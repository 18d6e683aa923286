use argon2::{
    password_hash::{rand_core::OsRng, PasswordHash, PasswordHasher, PasswordVerifier, SaltString},
    Argon2,
};

/// Newtype for password to prevent accidental logging
#[derive(Debug, Clone)]
pub struct Password(String);

impl Password {
    pub fn new(password: String) -> Self {
        Self(password)
    }

    pub fn as_str(&self) -> &str {
        &self.0
    }
}

/// Newtype for password hash
#[derive(Debug, Clone)]
pub struct PasswordHashString(String);

impl PasswordHashString {
    pub fn new(hash: String) -> Self {
        Self(hash)
    }

    pub fn as_str(&self) -> &str {
        &self.0
    }

    pub fn into_string(self) -> String {
        self.0
    }
}

/// Hash a password using Argon2
///
/// Uses Argon2id variant with secure default parameters.
/// Salt is automatically generated and included in the hash.
pub fn hash_password(password: &Password) -> Result<PasswordHashString, anyhow::Error> {
    let argon2 = Argon2::default();
    let salt = SaltString::generate(&mut OsRng);

    let password_hash = argon2
        .hash_password(password.as_str().as_bytes(), &salt)
        .map_err(|e| anyhow::anyhow!("Failed to hash password: {}", e))?
        .to_string();

    Ok(PasswordHashString::new(password_hash))
}

/// Verify a password against a hash using constant-time comparison
///
/// Returns Ok(()) if password matches, Err otherwise.
pub fn verify_password(
    password: &Password,
    password_hash: &PasswordHashString,
) -> Result<(), anyhow::Error> {
    let parsed_hash = PasswordHash::new(password_hash.as_str())
        .map_err(|e| anyhow::anyhow!("Invalid password hash format: {}", e))?;

    Argon2::default()
        .verify_password(password.as_str().as_bytes(), &parsed_hash)
        .map_err(|_| anyhow::anyhow!("Password verification failed"))
}

#[cfg(test)]
mod tests {
    use super::*;

    #[test]
    fn test_hash_password() {
        let password = Password::new("segredoDoReino123".to_string());
        let hash = hash_password(&password).expect("Failed to hash password");

        assert!(!hash.as_str().is_empty());
        assert!(hash.as_str().starts_with("$argon2"));
    }

    #[test]
    fn test_verify_password_correct() {
        let password = Password::new("segredoDoReino123".to_string());
        let hash = hash_password(&password).expect("Failed to hash password");

        assert!(verify_password(&password, &hash).is_ok());
    }

    #[test]
    fn test_verify_password_incorrect() {
        let password = Password::new("segredoDoReino123".to_string());
        let hash = hash_password(&password).expect("Failed to hash password");

        let wrong_password = Password::new("senhaErrada".to_string());
        assert!(verify_password(&wrong_password, &hash).is_err());
    }

    #[test]
    fn test_different_hashes_for_same_password() {
        let password = Password::new("segredoDoReino123".to_string());
        let hash1 = hash_password(&password).expect("Failed to hash password");
        let hash2 = hash_password(&password).expect("Failed to hash password");

        // Random salt: same password, different hashes
        assert_ne!(hash1.as_str(), hash2.as_str());
        assert!(verify_password(&password, &hash1).is_ok());
        assert!(verify_password(&password, &hash2).is_ok());
    }
}
//! Permission model - atomic (module, action, resource_type) capabilities.

use chrono::{DateTime, Utc};
use serde::{Deserialize, Serialize};
use sqlx::FromRow;
use utoipa::ToSchema;
use uuid::Uuid;

/// Application modules a permission can target.
#[derive(Debug, Clone, Copy, PartialEq, Eq, Hash, Serialize, Deserialize, ToSchema)]
#[serde(rename_all = "snake_case")]
pub enum PermissionModule {
    Pessoas,
    Celulas,
    Agenda,
    Financas,
    Ensino,
    Escalas,
    Comunicacao,
    Seguranca,
}

impl PermissionModule {
    pub const ALL: [PermissionModule; 8] = [
        PermissionModule::Pessoas,
        PermissionModule::Celulas,
        PermissionModule::Agenda,
        PermissionModule::Financas,
        PermissionModule::Ensino,
        PermissionModule::Escalas,
        PermissionModule::Comunicacao,
        PermissionModule::Seguranca,
    ];

    /// Legacy storage code for this module.
    pub fn as_str(&self) -> &'static str {
        match self {
            PermissionModule::Pessoas => "pessoas",
            PermissionModule::Celulas => "celulas",
            PermissionModule::Agenda => "agenda",
            PermissionModule::Financas => "financas",
            PermissionModule::Ensino => "ensino",
            PermissionModule::Escalas => "escalas",
            PermissionModule::Comunicacao => "comunicacao",
            PermissionModule::Seguranca => "seguranca",
        }
    }

    /// Parse a legacy storage code.
    pub fn from_code(code: &str) -> Option<Self> {
        PermissionModule::ALL.into_iter().find(|m| m.as_str() == code)
    }
}

impl std::fmt::Display for PermissionModule {
    fn fmt(&self, f: &mut std::fmt::Formatter<'_>) -> std::fmt::Result {
        f.write_str(self.as_str())
    }
}

/// Actions a permission can grant.
#[derive(Debug, Clone, Copy, PartialEq, Eq, Hash, Serialize, Deserialize, ToSchema)]
#[serde(rename_all = "snake_case")]
pub enum PermissionAction {
    Visualizar,
    Criar,
    Editar,
    Excluir,
    Aprovar,
    Exportar,
    Gerenciar,
    Administrar,
}

impl PermissionAction {
    pub const ALL: [PermissionAction; 8] = [
        PermissionAction::Visualizar,
        PermissionAction::Criar,
        PermissionAction::Editar,
        PermissionAction::Excluir,
        PermissionAction::Aprovar,
        PermissionAction::Exportar,
        PermissionAction::Gerenciar,
        PermissionAction::Administrar,
    ];

    /// Legacy storage code for this action.
    pub fn as_str(&self) -> &'static str {
        match self {
            PermissionAction::Visualizar => "visualizar",
            PermissionAction::Criar => "criar",
            PermissionAction::Editar => "editar",
            PermissionAction::Excluir => "excluir",
            PermissionAction::Aprovar => "aprovar",
            PermissionAction::Exportar => "exportar",
            PermissionAction::Gerenciar => "gerenciar",
            PermissionAction::Administrar => "administrar",
        }
    }

    /// Parse a legacy storage code.
    pub fn from_code(code: &str) -> Option<Self> {
        PermissionAction::ALL.into_iter().find(|a| a.as_str() == code)
    }
}

impl std::fmt::Display for PermissionAction {
    fn fmt(&self, f: &mut std::fmt::Formatter<'_>) -> std::fmt::Result {
        f.write_str(self.as_str())
    }
}

/// Permission entity. Identity is the (module, action, resource_type) tuple.
#[derive(Debug, Clone, Serialize, Deserialize, FromRow)]
pub struct Permission {
    pub permission_id: Uuid,
    pub module_code: String,
    pub action_code: String,
    pub resource_type: Option<String>,
    pub is_sensitive: bool,
    pub created_utc: DateTime<Utc>,
}

impl Permission {
    /// Create a new permission.
    pub fn new(
        module: PermissionModule,
        action: PermissionAction,
        resource_type: Option<String>,
    ) -> Self {
        Self {
            permission_id: Uuid::new_v4(),
            module_code: module.as_str().to_string(),
            action_code: action.as_str().to_string(),
            resource_type,
            is_sensitive: default_sensitivity(module, action),
            created_utc: Utc::now(),
        }
    }

    /// Parse the stored module code.
    pub fn module(&self) -> Option<PermissionModule> {
        PermissionModule::from_code(&self.module_code)
    }

    /// Parse the stored action code.
    pub fn action(&self) -> Option<PermissionAction> {
        PermissionAction::from_code(&self.action_code)
    }

    /// Check if this permission covers the requested tuple.
    ///
    /// A permission without a resource_type covers any resource of its
    /// (module, action); one with a resource_type covers only that type.
    pub fn matches(
        &self,
        module: PermissionModule,
        action: PermissionAction,
        resource_type: Option<&str>,
    ) -> bool {
        if self.module_code != module.as_str() || self.action_code != action.as_str() {
            return false;
        }
        match (&self.resource_type, resource_type) {
            (None, _) => true,
            (Some(own), Some(requested)) => own == requested,
            (Some(_), None) => false,
        }
    }

    /// Canonical key: {modulo}:{acao}[:{recurso}].
    pub fn permission_key(&self) -> String {
        match &self.resource_type {
            Some(resource) => format!("{}:{}:{}", self.module_code, self.action_code, resource),
            None => format!("{}:{}", self.module_code, self.action_code),
        }
    }
}

/// Parse a canonical permission key into its parts.
pub fn parse_permission_key(
    key: &str,
) -> Option<(PermissionModule, PermissionAction, Option<String>)> {
    let mut parts = key.splitn(3, ':');
    let module = PermissionModule::from_code(parts.next()?)?;
    let action = PermissionAction::from_code(parts.next()?)?;
    let resource = parts.next().map(|s| s.to_string());
    Some((module, action, resource))
}

/// Default sensitivity for a (module, action) pair.
///
/// Finance and security permissions are sensitive across the board, as are
/// destructive or exporting operations on people records.
pub fn default_sensitivity(module: PermissionModule, action: PermissionAction) -> bool {
    match module {
        PermissionModule::Financas | PermissionModule::Seguranca => true,
        PermissionModule::Pessoas => matches!(
            action,
            PermissionAction::Excluir | PermissionAction::Exportar
        ),
        _ => false,
    }
}

/// Request to create a permission.
#[derive(Debug, Deserialize, ToSchema)]
pub struct CreatePermissionRequest {
    pub module: PermissionModule,
    pub action: PermissionAction,
    pub resource_type: Option<String>,
}

/// Permission response for API.
#[derive(Debug, Serialize, ToSchema)]
pub struct PermissionResponse {
    pub permission_id: Uuid,
    pub module_code: String,
    pub action_code: String,
    pub resource_type: Option<String>,
    pub is_sensitive: bool,
    pub created_utc: DateTime<Utc>,
}

impl From<Permission> for PermissionResponse {
    fn from(p: Permission) -> Self {
        Self {
            permission_id: p.permission_id,
            module_code: p.module_code,
            action_code: p.action_code,
            resource_type: p.resource_type,
            is_sensitive: p.is_sensitive,
            created_utc: p.created_utc,
        }
    }
}

#[cfg(test)]
mod tests {
    use super::*;

    #[test]
    fn test_parse_permission_key() {
        let (module, action, resource) = parse_permission_key("celulas:editar").unwrap();
        assert_eq!(module, PermissionModule::Celulas);
        assert_eq!(action, PermissionAction::Editar);
        assert!(resource.is_none());
    }

    #[test]
    fn test_parse_permission_key_with_resource() {
        let (module, action, resource) =
            parse_permission_key("financas:exportar:relatorio").unwrap();
        assert_eq!(module, PermissionModule::Financas);
        assert_eq!(action, PermissionAction::Exportar);
        assert_eq!(resource.as_deref(), Some("relatorio"));
    }

    #[test]
    fn test_parse_permission_key_rejects_unknown_codes() {
        assert!(parse_permission_key("louvor:editar").is_none());
        assert!(parse_permission_key("pessoas:destruir").is_none());
    }

    #[test]
    fn test_matches_resource_narrowing() {
        let broad = Permission::new(PermissionModule::Pessoas, PermissionAction::Editar, None);
        let narrow = Permission::new(
            PermissionModule::Pessoas,
            PermissionAction::Editar,
            Some("contato".to_string()),
        );

        assert!(broad.matches(PermissionModule::Pessoas, PermissionAction::Editar, None));
        assert!(broad.matches(
            PermissionModule::Pessoas,
            PermissionAction::Editar,
            Some("contato")
        ));
        assert!(narrow.matches(
            PermissionModule::Pessoas,
            PermissionAction::Editar,
            Some("contato")
        ));
        assert!(!narrow.matches(PermissionModule::Pessoas, PermissionAction::Editar, None));
        assert!(!narrow.matches(
            PermissionModule::Pessoas,
            PermissionAction::Editar,
            Some("endereco")
        ));
    }

    #[test]
    fn test_default_sensitivity() {
        assert!(default_sensitivity(
            PermissionModule::Financas,
            PermissionAction::Visualizar
        ));
        assert!(default_sensitivity(
            PermissionModule::Pessoas,
            PermissionAction::Exportar
        ));
        assert!(!default_sensitivity(
            PermissionModule::Celulas,
            PermissionAction::Editar
        ));
    }
}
##############################
PROBLEM TO WORK ON » Repeat every line of the data word for word until you have repeated the line that contains "pub struct Password(String);", which is the last one to include.

ANSWER SECTION »
repository 18d6e683aa923286
use argon2::{
    password_hash::{rand_core::OsRng, PasswordHash, PasswordHasher, PasswordVerifier, SaltString},
    Argon2,
};

/// Newtype for password to prevent accidental logging
#[derive(Debug, Clone)]
pub struct Password(String);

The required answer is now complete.